Look through the entries below and report every line that has "many".

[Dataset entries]
■ ■ ■ ■ ■ ■ ■
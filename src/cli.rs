//! Command-line interface argument parsing.
//!
//! This module handles all CLI argument parsing using clap,
//! including validation. Every tunable is optional here so that
//! only flags the user actually passed override `.smellsense.toml`.

use crate::config::Sampling;
use clap::Parser;
use std::path::PathBuf;

/// SmellSense - multi-model LLM code smell detection
///
/// Sends every source file under a releases directory to several
/// language models, asks each for the code smells it sees, and reports
/// per-model statistics, per-release trends and cross-model consensus.
///
/// Examples:
///   smellsense releases
///   smellsense releases --sample-size 5 --sampling balanced
///   smellsense releases --models Qwen/Qwen2.5-7B-Instruct,openai/gpt-oss-120b:groq
///   smellsense releases --dry-run
///   smellsense --init-config
#[derive(Parser, Debug, Clone)]
#[command(author, version, about, long_about = None)]
#[command(propagate_version = true)]
pub struct Args {
    /// Directory of release subdirectories to analyze
    #[arg(value_name = "DIR", default_value = "releases")]
    pub releases_dir: PathBuf,

    /// Models to query (comma-separated)
    ///
    /// Can also be set via SMELLSENSE_MODELS env var or .smellsense.toml config.
    #[arg(long, value_name = "MODELS", value_delimiter = ',', env = "SMELLSENSE_MODELS")]
    pub models: Option<Vec<String>>,

    /// Analyze only this many files
    #[arg(short = 'n', long, value_name = "COUNT")]
    pub sample_size: Option<usize>,

    /// How to pick the sample (first, balanced)
    #[arg(long, value_name = "STRATEGY")]
    pub sampling: Option<Sampling>,

    /// Skip files larger than this many bytes
    #[arg(long, value_name = "BYTES")]
    pub max_file_size: Option<u64>,

    /// Per-request timeout in seconds
    #[arg(long, value_name = "SECS")]
    pub timeout: Option<u64>,

    /// Maximum output tokens per model response
    #[arg(long, value_name = "TOKENS")]
    pub max_tokens: Option<u32>,

    /// Sampling temperature (0.0 - 1.0)
    ///
    /// Lower values produce more consistent/deterministic output
    #[arg(long)]
    pub temperature: Option<f32>,

    /// Maximum number of model calls in flight
    #[arg(long, value_name = "NUM")]
    pub concurrency: Option<usize>,

    /// Retries per call on timeouts, network errors, 429 and 5xx
    #[arg(long, value_name = "NUM")]
    pub retries: Option<u32>,

    /// Directory for the result files
    #[arg(short, long, value_name = "DIR")]
    pub output_dir: Option<PathBuf>,

    /// Chat completions endpoint URL
    #[arg(long, value_name = "URL", env = "SMELLSENSE_API_URL")]
    pub api_url: Option<String>,

    /// Line distance under which locations without an identifier still match
    #[arg(long, value_name = "LINES")]
    pub line_tolerance: Option<u32>,

    /// Number of smell types in the ranking
    #[arg(long, value_name = "NUM")]
    pub top_n: Option<usize>,

    /// Stop issuing new model calls after this many seconds
    ///
    /// Calls already in flight are allowed to finish and are reported.
    #[arg(long, value_name = "SECS")]
    pub run_timeout: Option<u64>,

    /// Path to configuration file
    ///
    /// If not specified, looks for .smellsense.toml in the current directory
    #[arg(short, long, value_name = "FILE")]
    pub config: Option<PathBuf>,

    /// Enable verbose logging output
    #[arg(short, long)]
    pub verbose: bool,

    /// Run in quiet mode (minimal output)
    #[arg(short, long)]
    pub quiet: bool,

    /// Dry run: scan files without calling any model
    #[arg(long)]
    pub dry_run: bool,

    /// Generate a default .smellsense.toml configuration file
    #[arg(long)]
    pub init_config: bool,
}

impl Args {
    /// Parse command-line arguments.
    pub fn parse_args() -> Self {
        Self::parse()
    }

    /// Validate the parsed arguments.
    pub fn validate(&self) -> Result<(), String> {
        // Skip validation for --init-config
        if self.init_config {
            return Ok(());
        }

        if let Some(temperature) = self.temperature {
            if !(0.0..=1.0).contains(&temperature) {
                return Err("Temperature must be between 0.0 and 1.0".to_string());
            }
        }

        if self.concurrency == Some(0) {
            return Err("Concurrency must be at least 1".to_string());
        }

        if self.sample_size == Some(0) {
            return Err("Sample size must be at least 1".to_string());
        }

        if self.timeout == Some(0) {
            return Err("Timeout must be at least 1 second".to_string());
        }

        if self.max_tokens == Some(0) {
            return Err("Max tokens must be at least 1".to_string());
        }

        if self.run_timeout == Some(0) {
            return Err("Run timeout must be at least 1 second".to_string());
        }

        if let Some(ref api_url) = self.api_url {
            if !api_url.starts_with("http://") && !api_url.starts_with("https://") {
                return Err("API URL must start with 'http://' or 'https://'".to_string());
            }
        }

        // Check for conflicting options
        if self.verbose && self.quiet {
            return Err("Cannot use both --verbose and --quiet".to_string());
        }

        if !self.releases_dir.exists() {
            return Err(format!(
                "Directory not found: {}",
                self.releases_dir.display()
            ));
        }
        if !self.releases_dir.is_dir() {
            return Err(format!(
                "Not a directory: {}",
                self.releases_dir.display()
            ));
        }

        Ok(())
    }

    /// Returns the log level based on verbosity settings.
    ///
    /// `--quiet` wins over everything; `config_verbose` is the
    /// `[general] verbose` key of the config file.
    pub fn log_level(&self, config_verbose: bool) -> tracing::Level {
        if self.quiet {
            tracing::Level::ERROR
        } else if self.verbose || config_verbose {
            tracing::Level::DEBUG
        } else {
            tracing::Level::INFO
        }
    }
}

#[cfg(test)]
mod tests {
    use super::*;

    fn make_args() -> Args {
        Args {
            releases_dir: std::env::temp_dir(),
            models: None,
            sample_size: None,
            sampling: None,
            max_file_size: None,
            timeout: None,
            max_tokens: None,
            temperature: None,
            concurrency: None,
            retries: None,
            output_dir: None,
            api_url: None,
            line_tolerance: None,
            top_n: None,
            run_timeout: None,
            config: None,
            verbose: false,
            quiet: false,
            dry_run: false,
            init_config: false,
        }
    }

    #[test]
    fn test_valid_defaults() {
        assert!(make_args().validate().is_ok());
    }

    #[test]
    fn test_validation_missing_directory() {
        let mut args = make_args();
        args.releases_dir = PathBuf::from("/definitely/not/a/real/releases/dir");
        assert!(args.validate().is_err());

        args.init_config = true;
        assert!(args.validate().is_ok());
    }

    #[test]
    fn test_validation_temperature_range() {
        let mut args = make_args();
        args.temperature = Some(1.5);
        assert!(args.validate().is_err());
        args.temperature = Some(0.0);
        assert!(args.validate().is_ok());
    }

    #[test]
    fn test_validation_zero_values() {
        let mut args = make_args();
        args.concurrency = Some(0);
        assert!(args.validate().is_err());

        let mut args = make_args();
        args.sample_size = Some(0);
        assert!(args.validate().is_err());

        let mut args = make_args();
        args.timeout = Some(0);
        assert!(args.validate().is_err());
    }

    #[test]
    fn test_validation_conflicting_options() {
        let mut args = make_args();
        args.verbose = true;
        args.quiet = true;
        assert!(args.validate().is_err());
    }

    #[test]
    fn test_parse_model_list() {
        let args = Args::try_parse_from([
            "smellsense",
            "rel",
            "--models",
            "a/one,b/two",
            "--sampling",
            "balanced",
        ])
        .unwrap();
        assert_eq!(
            args.models,
            Some(vec!["a/one".to_string(), "b/two".to_string()])
        );
        assert_eq!(args.sampling, Some(Sampling::Balanced));
        assert_eq!(args.releases_dir, PathBuf::from("rel"));
    }

    #[test]
    fn test_log_level() {
        let mut args = make_args();
        assert_eq!(args.log_level(false), tracing::Level::INFO);

        args.verbose = true;
        assert_eq!(args.log_level(false), tracing::Level::DEBUG);

        args.verbose = false;
        args.quiet = true;
        assert_eq!(args.log_level(false), tracing::Level::ERROR);
    }

    #[test]
    fn test_config_verbose_raises_log_level() {
        let mut args = make_args();
        assert_eq!(args.log_level(true), tracing::Level::DEBUG);

        args.quiet = true;
        assert_eq!(args.log_level(true), tracing::Level::ERROR);
    }
}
■ ■ ■ ■ ■ ■ ■
## Solution to the problem
    /// Analyze only this many files
    /// Skip files larger than this many bytes
    /// Stop issuing new model calls after this many seconds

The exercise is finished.